Memory : Encounters with the Strange Paperback / softback

Paperback / softback

Description

Memory is our sense of where we belong, and how we relate and connect to others.

We worry that ageing makes us forgetful, because at its worst, forgetting collapses the entire basis of personal and social life.

But as technology for computer data storage improves, it seems that whatever anxieties we might have about forgetting particular information, the latest technological fix will allow us to leap into a new future where human limits on remembering become increasingly irrelevant.

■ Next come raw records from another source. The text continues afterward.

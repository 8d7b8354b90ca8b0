use thiserror::Error;

pub type Result<T> = std::result::Result<T, Error>;

#[derive(Debug, Error)]
pub enum Error {
    #[error("malformed file tree: {0}")]
    MalformedTree(String),
    #[error("path not found: /{0}")]
    NotFound(String),
    #[error("size unavailable for {path}: {reason}")]
    SizeUnavailable { path: String, reason: String },
    #[error("invalid configuration: {0}")]
    Config(String),
    #[error("io error: {0}")]
    Io(#[from] std::io::Error),
    #[error("http error: {0}")]
    Http(#[from] reqwest::Error),
}

impl Error {
    pub(crate) fn size_unavailable(path: &str, reason: impl Into<String>) -> Self {
        Error::SizeUnavailable {
            path: path.to_string(),
            reason: reason.into(),
        }
    }
}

Why worry about memory, if all that remains is to find robust means of retrieving and reading its 'data'?

This book explores how we have come to live with and within 'memory'.

It shows how for some philosophers the identity of the self resides in a set of overlapping memories - and one might argue that to be human is to remember - to see oneself as a being in time, with a past and a future.

Yet at the same time, by presenting us with our past lives, our memories can undo our present sense of time and place. Moreover, in the digital age we are immersed in a vast archive of data that colours our everyday experiences and supplies us with information on anything we might otherwise have forgotten, arguably breaking down the distinction between the memories of the individual and the collective.

Scanlan draws on history, philosophy and technology to offer a sustained investigation of how we can comprehend recollection, whether elusive or vivid.

Engaging and inspiring, A Philosophy of Memory explores how the nature of memory itself has been remade over time; and how, as a historical, technological, and collective phenomenon, it is continually remaking everyday life.